Stored data entries:
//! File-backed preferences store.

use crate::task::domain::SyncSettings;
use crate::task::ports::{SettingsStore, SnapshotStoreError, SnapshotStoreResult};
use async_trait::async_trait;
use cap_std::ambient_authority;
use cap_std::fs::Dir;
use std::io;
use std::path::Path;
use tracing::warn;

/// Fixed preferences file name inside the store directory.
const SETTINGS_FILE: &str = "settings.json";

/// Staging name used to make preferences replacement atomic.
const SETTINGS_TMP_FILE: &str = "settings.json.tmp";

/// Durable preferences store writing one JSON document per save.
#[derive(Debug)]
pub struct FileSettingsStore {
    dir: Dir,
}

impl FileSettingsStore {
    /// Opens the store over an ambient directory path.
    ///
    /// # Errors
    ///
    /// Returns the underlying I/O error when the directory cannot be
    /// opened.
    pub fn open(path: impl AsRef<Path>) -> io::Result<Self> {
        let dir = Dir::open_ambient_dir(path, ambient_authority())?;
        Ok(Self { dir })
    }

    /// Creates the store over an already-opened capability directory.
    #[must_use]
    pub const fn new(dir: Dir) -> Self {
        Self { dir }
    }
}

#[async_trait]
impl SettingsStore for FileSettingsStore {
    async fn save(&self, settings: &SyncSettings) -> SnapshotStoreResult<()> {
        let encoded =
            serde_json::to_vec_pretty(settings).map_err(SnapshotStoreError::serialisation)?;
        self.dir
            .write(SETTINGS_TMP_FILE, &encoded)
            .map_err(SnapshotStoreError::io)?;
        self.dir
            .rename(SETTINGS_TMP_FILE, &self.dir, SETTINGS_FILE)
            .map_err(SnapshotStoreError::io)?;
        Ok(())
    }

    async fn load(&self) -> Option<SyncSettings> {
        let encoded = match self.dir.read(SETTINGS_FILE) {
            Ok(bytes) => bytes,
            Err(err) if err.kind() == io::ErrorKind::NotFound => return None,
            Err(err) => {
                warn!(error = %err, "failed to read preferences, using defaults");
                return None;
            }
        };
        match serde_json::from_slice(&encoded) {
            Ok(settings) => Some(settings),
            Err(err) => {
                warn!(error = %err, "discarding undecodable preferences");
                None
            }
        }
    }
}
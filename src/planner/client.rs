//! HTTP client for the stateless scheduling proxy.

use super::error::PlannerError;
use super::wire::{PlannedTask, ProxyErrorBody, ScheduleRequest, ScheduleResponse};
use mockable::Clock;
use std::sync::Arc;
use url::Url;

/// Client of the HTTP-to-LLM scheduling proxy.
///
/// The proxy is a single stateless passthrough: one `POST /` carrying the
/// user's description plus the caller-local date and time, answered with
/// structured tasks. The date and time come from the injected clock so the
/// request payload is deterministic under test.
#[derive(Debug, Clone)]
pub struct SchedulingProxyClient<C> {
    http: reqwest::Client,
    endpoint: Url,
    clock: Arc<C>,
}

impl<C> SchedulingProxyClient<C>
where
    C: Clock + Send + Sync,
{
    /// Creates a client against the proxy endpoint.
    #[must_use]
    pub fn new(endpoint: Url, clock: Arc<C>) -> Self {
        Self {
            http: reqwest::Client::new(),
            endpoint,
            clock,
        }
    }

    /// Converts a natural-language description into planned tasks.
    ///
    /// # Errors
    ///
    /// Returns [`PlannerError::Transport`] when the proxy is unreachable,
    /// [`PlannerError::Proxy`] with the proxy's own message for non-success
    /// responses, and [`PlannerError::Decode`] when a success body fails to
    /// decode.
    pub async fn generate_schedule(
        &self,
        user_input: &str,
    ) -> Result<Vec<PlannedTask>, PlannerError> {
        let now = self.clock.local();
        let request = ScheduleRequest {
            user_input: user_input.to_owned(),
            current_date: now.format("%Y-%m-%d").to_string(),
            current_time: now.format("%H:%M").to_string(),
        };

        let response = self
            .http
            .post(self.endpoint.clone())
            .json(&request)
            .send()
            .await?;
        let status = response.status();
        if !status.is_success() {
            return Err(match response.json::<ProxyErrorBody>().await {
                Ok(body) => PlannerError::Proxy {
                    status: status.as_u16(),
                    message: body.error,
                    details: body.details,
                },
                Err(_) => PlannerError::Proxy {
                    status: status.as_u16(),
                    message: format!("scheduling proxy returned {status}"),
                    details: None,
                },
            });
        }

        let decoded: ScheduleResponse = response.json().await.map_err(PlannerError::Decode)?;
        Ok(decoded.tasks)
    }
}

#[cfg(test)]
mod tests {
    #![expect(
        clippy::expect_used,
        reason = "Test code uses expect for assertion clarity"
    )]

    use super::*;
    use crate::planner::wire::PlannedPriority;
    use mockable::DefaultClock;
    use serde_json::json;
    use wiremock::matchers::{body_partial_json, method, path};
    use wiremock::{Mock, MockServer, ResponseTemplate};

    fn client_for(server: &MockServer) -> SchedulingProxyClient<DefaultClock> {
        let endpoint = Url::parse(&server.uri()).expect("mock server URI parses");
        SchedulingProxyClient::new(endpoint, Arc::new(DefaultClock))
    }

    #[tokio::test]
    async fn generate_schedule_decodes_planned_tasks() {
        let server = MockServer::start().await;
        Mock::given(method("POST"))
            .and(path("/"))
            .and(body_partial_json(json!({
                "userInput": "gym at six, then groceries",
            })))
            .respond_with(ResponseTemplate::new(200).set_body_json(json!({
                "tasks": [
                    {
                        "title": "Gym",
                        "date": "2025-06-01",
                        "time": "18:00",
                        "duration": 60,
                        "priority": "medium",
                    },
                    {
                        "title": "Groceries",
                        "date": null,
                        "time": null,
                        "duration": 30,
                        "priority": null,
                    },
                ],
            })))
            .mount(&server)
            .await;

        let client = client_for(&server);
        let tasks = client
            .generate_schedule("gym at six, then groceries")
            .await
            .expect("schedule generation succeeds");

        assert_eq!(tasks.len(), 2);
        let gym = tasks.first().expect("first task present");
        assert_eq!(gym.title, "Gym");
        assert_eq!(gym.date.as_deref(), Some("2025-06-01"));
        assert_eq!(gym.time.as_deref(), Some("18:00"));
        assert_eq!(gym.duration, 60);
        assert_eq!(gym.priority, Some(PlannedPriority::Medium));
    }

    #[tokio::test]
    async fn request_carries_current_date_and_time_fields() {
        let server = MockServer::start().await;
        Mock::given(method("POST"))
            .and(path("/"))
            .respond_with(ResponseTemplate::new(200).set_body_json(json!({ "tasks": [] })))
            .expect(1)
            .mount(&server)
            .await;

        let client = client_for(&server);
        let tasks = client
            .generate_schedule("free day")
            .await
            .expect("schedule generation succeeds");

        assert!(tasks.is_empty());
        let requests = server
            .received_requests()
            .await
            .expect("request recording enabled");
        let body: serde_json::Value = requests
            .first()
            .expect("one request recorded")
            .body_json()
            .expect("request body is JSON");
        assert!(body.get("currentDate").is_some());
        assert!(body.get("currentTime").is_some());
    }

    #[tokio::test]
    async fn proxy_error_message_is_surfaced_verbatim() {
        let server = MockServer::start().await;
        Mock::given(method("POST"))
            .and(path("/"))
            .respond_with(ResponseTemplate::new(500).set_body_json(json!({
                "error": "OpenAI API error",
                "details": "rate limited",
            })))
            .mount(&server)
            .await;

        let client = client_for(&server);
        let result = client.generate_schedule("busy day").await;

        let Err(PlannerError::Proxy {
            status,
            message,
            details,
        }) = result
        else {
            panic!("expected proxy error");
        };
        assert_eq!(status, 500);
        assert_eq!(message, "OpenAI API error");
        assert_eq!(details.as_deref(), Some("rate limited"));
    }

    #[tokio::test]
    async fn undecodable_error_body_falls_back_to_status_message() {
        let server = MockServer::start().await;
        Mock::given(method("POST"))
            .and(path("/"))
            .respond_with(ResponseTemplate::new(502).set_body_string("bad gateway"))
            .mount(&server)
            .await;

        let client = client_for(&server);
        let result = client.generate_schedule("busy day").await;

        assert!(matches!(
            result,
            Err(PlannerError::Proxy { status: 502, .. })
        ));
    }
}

§ EXERCISE PROMPT:
Reprint the data above from the opening line to the line holding "document per save.", inclusive, and nothing else.

§ SOLUTION TO THIS EXERCISE:
//! File-backed preferences store.

use crate::task::domain::SyncSettings;
use crate::task::ports::{SettingsStore, SnapshotStoreError, SnapshotStoreResult};
use async_trait::async_trait;
use cap_std::ambient_authority;
use cap_std::fs::Dir;
use std::io;
use std::path::Path;
use tracing::warn;

/// Fixed preferences file name inside the store directory.
const SETTINGS_FILE: &str = "settings.json";

/// Staging name used to make preferences replacement atomic.
const SETTINGS_TMP_FILE: &str = "settings.json.tmp";

/// Durable preferences store writing one JSON document per save.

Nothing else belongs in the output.